Poster
Only Strict Saddles in the Energy Landscape of Predictive Coding Networks?
Francesco Innocenti · El Mehdi Achour · Ryan Singh · Christopher L Buckley
West Ballroom A-D #5707
Predictive coding (PC) is a brain-inspired learning algorithm that performs local updates of network activities as well as weights. Recent work has begun to study the properties of PC compared to backpropagation (BP) with gradient descent (GD), but its training dynamics still remain poorly understood. It is well known that the loss landscape of deep neural networks abounds with "non-strict" saddle points where the Hessian is positive semidefinite, which can lead to vanishing gradients and exponentially slow GD convergence.

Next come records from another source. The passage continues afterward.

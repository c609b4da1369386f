//! Request context: per-call state threaded through every hop of an RPC.
//!
//! A [`RequestContext`] is created once by the code that originates a call
//! and handed to every layer the call crosses. Layers append headers on the
//! way out (request side) and on the way back (response side). The
//! multiplexer reads the operation id to tag outgoing frames and to route the
//! matching response back to the waiting caller.
//!
//! The reserved request keys (`_cid`, `_opid`, `_timeout`) live in typed
//! fields rather than in the generic map. They are merged into the map view
//! on read, and writes through [`RequestContext::add_request_header`] with a
//! reserved key land in the typed field, so the accessor and the header view
//! can never disagree.

use std::borrow::Cow;
use std::time::Duration;

use tracing::{debug, warn};

use crate::config::ContextConfig;
use crate::error::ContextError;
use crate::generator::{CorrelationIdGenerator, UuidGenerator};
use crate::headers::{self, DEFAULT_TIMEOUT_MS, Headers};
use crate::snapshot::ContextSnapshot;

/// Numeric reserved header value.
///
/// Canonical decimals are held as numbers. Anything else is held verbatim so
/// the header view reports exactly what was set; decoding it fails on read.
#[derive(Debug, Clone, PartialEq, Eq)]
enum Numeric {
    Value(u64),
    Raw(String),
}

impl Numeric {
    fn from_header(value: &str) -> Self {
        match decode_decimal(value) {
            Ok(n) if n.to_string() == value => Self::Value(n),
            _ => Self::Raw(value.to_owned()),
        }
    }

    fn render(&self) -> Cow<'_, str> {
        match self {
            Self::Value(n) => Cow::Owned(n.to_string()),
            Self::Raw(s) => Cow::Borrowed(s.as_str()),
        }
    }

    /// Returns the offending value and the reason on failure.
    fn decode(&self) -> Result<u64, (String, String)> {
        match self {
            Self::Value(n) => Ok(*n),
            Self::Raw(s) => decode_decimal(s).map_err(|reason| (s.clone(), reason)),
        }
    }
}

/// Strict unsigned decimal: ASCII digits only, no sign, no whitespace.
fn decode_decimal(value: &str) -> Result<u64, String> {
    if value.is_empty() {
        return Err("empty value".into());
    }
    if !value.bytes().all(|b| b.is_ascii_digit()) {
        return Err("not an unsigned decimal integer".into());
    }
    value.parse::<u64>().map_err(|e| e.to_string())
}

fn duration_millis(timeout: Duration) -> u64 {
    u64::try_from(timeout.as_millis()).unwrap_or(u64::MAX)
}

/// Context for a single logical RPC call.
///
/// Not synchronized. Wrap it in a [`SharedContext`](crate::SharedContext)
/// when another task needs to read headers while the call is in flight.
#[derive(Debug, Clone, PartialEq, Eq)]
pub struct RequestContext {
    /// Correlation id, exposed as `_cid`.
    correlation_id: String,
    /// Operation id, exposed as `_opid`. `0` until the multiplexer assigns one.
    op_id: Numeric,
    /// Timeout in milliseconds, exposed as `_timeout`.
    timeout: Numeric,
    /// Application request headers (reserved keys excluded)
    request_headers: Headers,
    /// Response headers, no reserved keys.
    response_headers: Headers,
}

impl Default for RequestContext {
    fn default() -> Self {
        Self::new("")
    }
}

impl RequestContext {
    /// Create a context. An empty `correlation_id` is replaced by a random
    /// UUID.
    pub fn new(correlation_id: impl Into<String>) -> Self {
        Self::build(
            correlation_id.into(),
            &UuidGenerator,
            Duration::from_millis(DEFAULT_TIMEOUT_MS),
        )
    }

    /// Create a context, drawing an id from `generator` if `correlation_id`
    /// is empty.
    pub fn with_generator(
        correlation_id: impl Into<String>,
        generator: &dyn CorrelationIdGenerator,
    ) -> Self {
        Self::build(
            correlation_id.into(),
            generator,
            Duration::from_millis(DEFAULT_TIMEOUT_MS),
        )
    }

    pub fn with_config(correlation_id: impl Into<String>, config: &ContextConfig) -> Self {
        Self::build(
            correlation_id.into(),
            &*config.generator,
            config.default_timeout,
        )
    }

    fn build(
        correlation_id: String,
        generator: &dyn CorrelationIdGenerator,
        timeout: Duration,
    ) -> Self {
        let correlation_id = if correlation_id.is_empty() {
            let generated = generator.generate();
            debug!("Generated correlation id: {generated}");
            generated
        } else {
            correlation_id
        };

        Self {
            correlation_id,
            op_id: Numeric::Value(0),
            timeout: Numeric::Value(duration_millis(timeout)),
            request_headers: Headers::new(),
            response_headers: Headers::new(),
        }
    }

    /// Rebuild a context on the receiving side from the request headers that
    /// arrived with a frame.
    ///
    /// The request must carry a valid `_opid`. It is echoed into the response
    /// headers together with `_cid` so the caller's multiplexer can route the
    /// reply. A missing or empty `_cid` is generated from `config`.
    pub fn from_request_headers(
        mut incoming: Headers,
        config: &ContextConfig,
    ) -> Result<Self, ContextError> {
        let op_id = match incoming.get(headers::OP_ID) {
            Some(raw) => decode_decimal(raw).map_err(|reason| ContextError::InvalidOpId {
                value: raw.clone(),
                reason,
            })?,
            None => return Err(ContextError::MissingOpId),
        };

        let correlation_id = incoming
            .remove(headers::CORRELATION_ID)
            .unwrap_or_default();
        let mut ctx = Self::with_config(correlation_id, config);
        ctx.add_request_headers(incoming);

        let correlation_id = ctx.correlation_id.clone();
        ctx.set_response_op_id(op_id)
            .add_response_header(headers::CORRELATION_ID, correlation_id);
        Ok(ctx)
    }

    // ─────────────────────────────────────────────────────────────────────
    // Reserved values
    // ─────────────────────────────────────────────────────────────────────

    pub fn correlation_id(&self) -> &str {
        &self.correlation_id
    }

    /// Decode the request operation id.
    ///
    /// Fails when `_opid` was set to something that is not an unsigned 64-bit
    /// decimal. Never falls back to zero.
    pub fn op_id(&self) -> Result<u64, ContextError> {
        self.op_id
            .decode()
            .map_err(|(value, reason)| ContextError::InvalidOpId { value, reason })
    }

    /// Assign the request operation id. Called by the multiplexer.
    pub fn set_op_id(&mut self, op_id: u64) -> &mut Self {
        self.op_id = Numeric::Value(op_id);
        self
    }

    pub fn timeout(&self) -> Result<Duration, ContextError> {
        self.timeout_ms().map(Duration::from_millis)
    }

    /// Timeout as carried in `_timeout`, in whole milliseconds.
    pub fn timeout_ms(&self) -> Result<u64, ContextError> {
        self.timeout
            .decode()
            .map_err(|(value, reason)| ContextError::InvalidTimeout { value, reason })
    }

    /// Set the timeout carried to the peer. Sub-millisecond precision is
    /// truncated.
    pub fn set_timeout(&mut self, timeout: Duration) -> &mut Self {
        self.timeout = Numeric::Value(duration_millis(timeout));
        self
    }

    /// Decode the operation id echoed in the response headers.
    pub fn response_op_id(&self) -> Result<u64, ContextError> {
        let raw = self
            .response_headers
            .get(headers::OP_ID)
            .ok_or(ContextError::MissingOpId)?;
        decode_decimal(raw).map_err(|reason| ContextError::InvalidOpId {
            value: raw.clone(),
            reason,
        })
    }

    pub fn set_response_op_id(&mut self, op_id: u64) -> &mut Self {
        self.response_headers
            .insert(headers::OP_ID.to_string(), op_id.to_string());
        self
    }

    // ─────────────────────────────────────────────────────────────────────
    // Request headers
    // ─────────────────────────────────────────────────────────────────────

    /// Insert or overwrite a request header.
    ///
    /// Reserved keys rebind the typed values: `_cid` changes
    /// [`correlation_id`](Self::correlation_id), `_opid` changes
    /// [`op_id`](Self::op_id), `_timeout` changes [`timeout`](Self::timeout).
    pub fn add_request_header(
        &mut self,
        key: impl Into<String>,
        value: impl Into<String>,
    ) -> &mut Self {
        let key = key.into();
        let value = value.into();
        match key.as_str() {
            headers::CORRELATION_ID => self.correlation_id = value,
            headers::OP_ID => {
                self.op_id = Numeric::from_header(&value);
                if let Err((value, reason)) = self.op_id.decode() {
                    warn!("Malformed operation id stored in {}: {value:?} ({reason})", headers::OP_ID);
                }
            }
            headers::TIMEOUT => {
                self.timeout = Numeric::from_header(&value);
                if let Err((value, reason)) = self.timeout.decode() {
                    warn!("Malformed timeout stored in {}: {value:?} ({reason})", headers::TIMEOUT);
                }
            }
            _ => {
                self.request_headers.insert(key, value);
            }
        }
        self
    }

    pub fn add_request_headers<I, K, V>(&mut self, entries: I) -> &mut Self
    where
        I: IntoIterator<Item = (K, V)>,
        K: Into<String>,
        V: Into<String>,
    {
        for (key, value) in entries {
            self.add_request_header(key, value);
        }
        self
    }

    /// Look up a request header. `None` means absent; an empty string means
    /// present but empty.
    pub fn request_header(&self, key: &str) -> Option<Cow<'_, str>> {
        match key {
            headers::CORRELATION_ID => Some(Cow::Borrowed(self.correlation_id.as_str())),
            headers::OP_ID => Some(self.op_id.render()),
            headers::TIMEOUT => Some(self.timeout.render()),
            _ => self.request_headers.get(key).map(|v| Cow::Borrowed(v.as_str())),
        }
    }

    /// Snapshot of all request headers, reserved keys included.
    ///
    /// The returned map is a copy; mutating it does not affect the context.
    pub fn request_headers(&self) -> Headers {
        let mut all = self.request_headers.clone();
        all.insert(headers::CORRELATION_ID.to_string(), self.correlation_id.clone());
        all.insert(headers::OP_ID.to_string(), self.op_id.render().into_owned());
        all.insert(headers::TIMEOUT.to_string(), self.timeout.render().into_owned());
        all
    }

    // ─────────────────────────────────────────────────────────────────────
    // Response headers
    // ─────────────────────────────────────────────────────────────────────

    /// Insert or overwrite a response header. No key is reserved here.
    pub fn add_response_header(
        &mut self,
        key: impl Into<String>,
        value: impl Into<String>,
    ) -> &mut Self {
        self.response_headers.insert(key.into(), value.into());
        self
    }

    pub fn response_header(&self, key: &str) -> Option<&str> {
        self.response_headers.get(key).map(String::as_str)
    }

    /// Snapshot of all response headers.
    pub fn response_headers(&self) -> Headers {
        self.response_headers.clone()
    }

    /// Apply the response headers that came back with a reply.
    ///
    /// If the reply carries `_opid` it must match this call's operation id,
    /// otherwise the multiplexer delivered someone else's response and
    /// nothing is merged.
    pub fn merge_response_headers(&mut self, incoming: Headers) -> Result<(), ContextError> {
        if let Some(raw) = incoming.get(headers::OP_ID) {
            let actual = decode_decimal(raw).map_err(|reason| ContextError::InvalidOpId {
                value: raw.clone(),
                reason,
            })?;
            let expected = self.op_id()?;
            if actual != expected {
                warn!(
                    "Response op id mismatch for {}: expected {expected}, got {actual}",
                    self.correlation_id
                );
                return Err(ContextError::OpIdMismatch { expected, actual });
            }
        }
        self.response_headers.extend(incoming);
        Ok(())
    }

    // ─────────────────────────────────────────────────────────────────────
    // Derived contexts
    // ─────────────────────────────────────────────────────────────────────

    /// Copy of this context for a retried call.
    ///
    /// Keeps the correlation id, timeout and application request headers.
    /// The operation id goes back to `0` so the multiplexer assigns a fresh
    /// one, and the response side starts empty.
    pub fn fork(&self) -> Self {
        Self {
            correlation_id: self.correlation_id.clone(),
            op_id: Numeric::Value(0),
            timeout: self.timeout.clone(),
            request_headers: self.request_headers.clone(),
            response_headers: Headers::new(),
        }
    }

    pub fn snapshot(&self) -> ContextSnapshot {
        ContextSnapshot {
            request_headers: self.request_headers().into_iter().collect(),
            response_headers: self.response_headers.clone().into_iter().collect(),
        }
    }
}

Here, we present theoretical and empirical evidence that the PC energy at the equilibrium of the network activities has only "strict" saddles with negative curvature. For deep linear networks, we prove that the saddle at the origin of the energy is strict, in contrast to the mean squared error (MSE) loss where it is non-strict for any network with more than one hidden layer. We support our theory with experiments on both linear and non-linear networks, showing that when initialised close to the origin, PC converges substantially faster than BP with stochastic GD. In addition, we prove that a set of non-strict saddles of the MSE other than the origin becomes strict in the equilibrated energy. Overall, these results highlight the higher robustness to initialisation of PC and raise further questions about the relationship between the loss and the energy landscape.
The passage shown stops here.